__GIVEN RECORDS__.
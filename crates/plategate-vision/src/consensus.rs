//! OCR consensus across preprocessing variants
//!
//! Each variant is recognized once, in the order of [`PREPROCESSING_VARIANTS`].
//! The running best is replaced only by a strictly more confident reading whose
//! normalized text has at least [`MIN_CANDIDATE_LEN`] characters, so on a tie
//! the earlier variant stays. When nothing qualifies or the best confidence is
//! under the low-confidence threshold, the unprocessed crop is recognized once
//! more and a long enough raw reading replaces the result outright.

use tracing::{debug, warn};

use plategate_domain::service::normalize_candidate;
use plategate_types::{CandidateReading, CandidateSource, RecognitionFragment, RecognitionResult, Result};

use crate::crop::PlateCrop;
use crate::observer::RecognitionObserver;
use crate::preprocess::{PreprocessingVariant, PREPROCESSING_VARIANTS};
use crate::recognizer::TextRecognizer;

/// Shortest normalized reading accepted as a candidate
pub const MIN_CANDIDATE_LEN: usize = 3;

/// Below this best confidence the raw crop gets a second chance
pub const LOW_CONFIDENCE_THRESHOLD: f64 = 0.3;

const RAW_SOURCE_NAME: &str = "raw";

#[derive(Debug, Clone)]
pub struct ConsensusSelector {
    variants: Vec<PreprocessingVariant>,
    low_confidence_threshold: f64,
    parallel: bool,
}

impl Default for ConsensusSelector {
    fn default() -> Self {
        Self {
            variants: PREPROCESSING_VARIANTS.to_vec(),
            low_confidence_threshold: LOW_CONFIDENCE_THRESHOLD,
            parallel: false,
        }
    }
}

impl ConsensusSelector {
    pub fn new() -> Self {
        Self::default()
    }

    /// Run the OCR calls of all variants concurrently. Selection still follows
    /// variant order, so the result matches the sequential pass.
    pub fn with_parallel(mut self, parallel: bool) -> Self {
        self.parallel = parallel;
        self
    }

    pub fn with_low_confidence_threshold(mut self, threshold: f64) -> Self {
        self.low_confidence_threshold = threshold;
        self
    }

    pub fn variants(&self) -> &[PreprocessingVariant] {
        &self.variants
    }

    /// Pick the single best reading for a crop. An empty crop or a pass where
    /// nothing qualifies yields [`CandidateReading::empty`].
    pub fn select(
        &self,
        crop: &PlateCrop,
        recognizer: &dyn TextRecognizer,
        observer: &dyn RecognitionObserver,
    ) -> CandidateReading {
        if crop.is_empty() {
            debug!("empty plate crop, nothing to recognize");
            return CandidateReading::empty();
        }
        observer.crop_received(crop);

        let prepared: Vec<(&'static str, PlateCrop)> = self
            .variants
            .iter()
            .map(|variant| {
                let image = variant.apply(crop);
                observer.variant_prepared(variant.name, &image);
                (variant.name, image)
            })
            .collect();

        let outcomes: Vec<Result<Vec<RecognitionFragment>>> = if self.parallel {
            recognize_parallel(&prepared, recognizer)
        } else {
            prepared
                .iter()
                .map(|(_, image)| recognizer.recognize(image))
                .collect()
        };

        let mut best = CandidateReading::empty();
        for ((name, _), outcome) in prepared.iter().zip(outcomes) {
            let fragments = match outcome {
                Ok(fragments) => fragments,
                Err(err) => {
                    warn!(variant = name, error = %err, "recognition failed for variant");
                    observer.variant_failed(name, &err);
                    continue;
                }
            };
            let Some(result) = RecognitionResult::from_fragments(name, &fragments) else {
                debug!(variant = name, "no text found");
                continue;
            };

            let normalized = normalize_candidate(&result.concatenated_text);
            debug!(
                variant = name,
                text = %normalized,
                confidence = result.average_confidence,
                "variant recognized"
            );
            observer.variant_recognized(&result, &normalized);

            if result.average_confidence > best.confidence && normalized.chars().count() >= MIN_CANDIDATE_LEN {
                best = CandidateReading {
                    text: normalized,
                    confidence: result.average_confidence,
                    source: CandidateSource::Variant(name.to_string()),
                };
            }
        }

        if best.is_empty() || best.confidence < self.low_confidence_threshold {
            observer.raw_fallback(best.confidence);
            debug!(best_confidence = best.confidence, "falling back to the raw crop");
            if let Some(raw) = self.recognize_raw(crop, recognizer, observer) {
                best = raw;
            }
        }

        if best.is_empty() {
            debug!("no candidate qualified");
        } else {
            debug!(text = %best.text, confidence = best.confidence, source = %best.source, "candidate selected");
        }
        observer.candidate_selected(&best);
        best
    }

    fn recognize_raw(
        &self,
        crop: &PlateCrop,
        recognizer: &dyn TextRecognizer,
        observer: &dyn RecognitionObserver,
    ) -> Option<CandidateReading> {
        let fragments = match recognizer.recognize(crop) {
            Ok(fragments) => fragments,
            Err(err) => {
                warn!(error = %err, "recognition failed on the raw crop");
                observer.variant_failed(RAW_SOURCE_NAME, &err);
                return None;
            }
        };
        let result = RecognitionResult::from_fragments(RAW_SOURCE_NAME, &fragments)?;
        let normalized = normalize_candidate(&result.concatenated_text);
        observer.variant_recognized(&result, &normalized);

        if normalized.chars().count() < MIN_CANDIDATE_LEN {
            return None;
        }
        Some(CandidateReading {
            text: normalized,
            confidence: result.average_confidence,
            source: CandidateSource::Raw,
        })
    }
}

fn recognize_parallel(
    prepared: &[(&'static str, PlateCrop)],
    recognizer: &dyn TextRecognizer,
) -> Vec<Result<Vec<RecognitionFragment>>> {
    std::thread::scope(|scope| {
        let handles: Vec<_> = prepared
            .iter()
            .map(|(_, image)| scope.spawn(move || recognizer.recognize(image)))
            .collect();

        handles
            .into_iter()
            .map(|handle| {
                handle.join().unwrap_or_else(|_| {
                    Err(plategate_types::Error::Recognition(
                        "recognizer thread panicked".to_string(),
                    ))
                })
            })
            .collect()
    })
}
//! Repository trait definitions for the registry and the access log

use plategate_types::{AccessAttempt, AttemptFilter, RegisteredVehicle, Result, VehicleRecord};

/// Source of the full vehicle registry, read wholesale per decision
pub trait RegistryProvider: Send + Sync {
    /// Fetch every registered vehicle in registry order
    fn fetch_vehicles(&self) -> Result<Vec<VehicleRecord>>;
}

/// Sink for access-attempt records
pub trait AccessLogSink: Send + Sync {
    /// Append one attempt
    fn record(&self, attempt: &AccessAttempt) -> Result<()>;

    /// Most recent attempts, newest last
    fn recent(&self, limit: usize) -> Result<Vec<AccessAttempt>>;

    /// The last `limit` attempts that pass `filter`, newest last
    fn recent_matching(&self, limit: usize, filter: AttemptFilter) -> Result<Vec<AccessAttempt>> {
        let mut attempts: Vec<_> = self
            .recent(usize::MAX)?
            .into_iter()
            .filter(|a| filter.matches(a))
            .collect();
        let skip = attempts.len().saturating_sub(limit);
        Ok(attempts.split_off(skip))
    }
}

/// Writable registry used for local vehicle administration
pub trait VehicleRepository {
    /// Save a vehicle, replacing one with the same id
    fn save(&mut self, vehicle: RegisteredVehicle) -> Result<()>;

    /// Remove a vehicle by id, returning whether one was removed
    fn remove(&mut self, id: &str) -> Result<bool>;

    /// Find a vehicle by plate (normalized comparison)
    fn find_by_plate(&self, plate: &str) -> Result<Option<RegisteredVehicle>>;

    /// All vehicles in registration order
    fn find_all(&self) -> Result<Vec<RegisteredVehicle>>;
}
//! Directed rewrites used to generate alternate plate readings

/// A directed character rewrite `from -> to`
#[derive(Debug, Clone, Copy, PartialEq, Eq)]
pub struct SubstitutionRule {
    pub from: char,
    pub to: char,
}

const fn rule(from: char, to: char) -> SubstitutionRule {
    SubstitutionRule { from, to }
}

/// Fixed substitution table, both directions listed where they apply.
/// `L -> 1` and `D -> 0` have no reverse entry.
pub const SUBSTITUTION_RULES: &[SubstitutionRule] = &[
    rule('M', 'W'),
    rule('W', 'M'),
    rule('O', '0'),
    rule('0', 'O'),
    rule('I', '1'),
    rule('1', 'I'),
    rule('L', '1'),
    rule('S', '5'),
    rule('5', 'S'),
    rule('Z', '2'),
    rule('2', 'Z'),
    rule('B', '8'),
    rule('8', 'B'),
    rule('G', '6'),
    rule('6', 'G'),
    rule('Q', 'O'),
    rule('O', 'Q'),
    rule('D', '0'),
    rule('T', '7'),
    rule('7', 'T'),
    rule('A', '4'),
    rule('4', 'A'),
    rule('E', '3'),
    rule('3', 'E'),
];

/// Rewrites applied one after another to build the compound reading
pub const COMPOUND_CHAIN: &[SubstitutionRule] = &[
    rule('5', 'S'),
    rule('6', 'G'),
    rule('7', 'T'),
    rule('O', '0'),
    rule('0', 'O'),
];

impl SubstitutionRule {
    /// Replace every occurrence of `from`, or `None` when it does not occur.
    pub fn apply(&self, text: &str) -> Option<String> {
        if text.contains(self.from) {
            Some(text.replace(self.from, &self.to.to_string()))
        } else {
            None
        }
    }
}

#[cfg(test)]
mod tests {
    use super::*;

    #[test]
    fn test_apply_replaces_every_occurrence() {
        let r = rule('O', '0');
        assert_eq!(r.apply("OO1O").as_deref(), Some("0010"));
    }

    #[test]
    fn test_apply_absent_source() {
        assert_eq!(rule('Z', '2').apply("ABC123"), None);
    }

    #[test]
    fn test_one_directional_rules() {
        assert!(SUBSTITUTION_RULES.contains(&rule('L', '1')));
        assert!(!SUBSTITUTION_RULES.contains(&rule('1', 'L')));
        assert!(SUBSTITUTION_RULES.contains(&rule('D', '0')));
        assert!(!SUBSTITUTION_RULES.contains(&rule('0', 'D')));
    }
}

__DIRECTIONS__.
The answer must be every line from the records above that contains the word "skip", copied out.

__ANSWER SPACE__.
        let skip = attempts.len().saturating_sub(limit);
        Ok(attempts.split_off(skip))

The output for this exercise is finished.